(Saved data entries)
//! Training result types

/// Summary of one training epoch
#[derive(Debug, Clone, Default, PartialEq)]
pub struct EpochSummary {
    /// Micro-batches processed, including dropped ones
    pub micro_batches: usize,
    /// Micro-batches that failed and contributed no gradient
    pub dropped: usize,
    /// Optimizer steps completed during the epoch
    pub steps: u64,
    /// Steps skipped for non-finite values
    pub skipped_steps: u64,
    /// Mean contrastive loss over contributing micro-batches
    pub mean_loss: Option<f64>,
}

/// Result of a training run
#[derive(Debug, Clone, PartialEq)]
pub struct PretrainResult {
    /// Epochs completed, counting those of a resumed run
    pub epochs_completed: usize,
    /// Final optimizer step count
    pub steps: u64,
    /// Running average loss at the end of training
    pub avg_train_loss: Option<f64>,
    /// Validation accuracy after each epoch of this run
    pub valid_accuracies: Vec<f32>,
    /// Total steps skipped for non-finite values
    pub skipped_steps: u64,
    pub elapsed_secs: f64,
}

impl PretrainResult {
    /// Highest validation accuracy seen
    pub fn best_valid_accuracy(&self) -> Option<f32> {
        self.valid_accuracies.iter().copied().reduce(f32::max)
    }
}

### Work to be completed
Retype all the records, matching them exactly.

### Completed exercise
//! Training result types

/// Summary of one training epoch
#[derive(Debug, Clone, Default, PartialEq)]
pub struct EpochSummary {
    /// Micro-batches processed, including dropped ones
    pub micro_batches: usize,
    /// Micro-batches that failed and contributed no gradient
    pub dropped: usize,
    /// Optimizer steps completed during the epoch
    pub steps: u64,
    /// Steps skipped for non-finite values
    pub skipped_steps: u64,
    /// Mean contrastive loss over contributing micro-batches
    pub mean_loss: Option<f64>,
}

/// Result of a training run
#[derive(Debug, Clone, PartialEq)]
pub struct PretrainResult {
    /// Epochs completed, counting those of a resumed run
    pub epochs_completed: usize,
    /// Final optimizer step count
    pub steps: u64,
    /// Running average loss at the end of training
    pub avg_train_loss: Option<f64>,
    /// Validation accuracy after each epoch of this run
    pub valid_accuracies: Vec<f32>,
    /// Total steps skipped for non-finite values
    pub skipped_steps: u64,
    pub elapsed_secs: f64,
}

impl PretrainResult {
    /// Highest validation accuracy seen
    pub fn best_valid_accuracy(&self) -> Option<f32> {
        self.valid_accuracies.iter().copied().reduce(f32::max)
    }
}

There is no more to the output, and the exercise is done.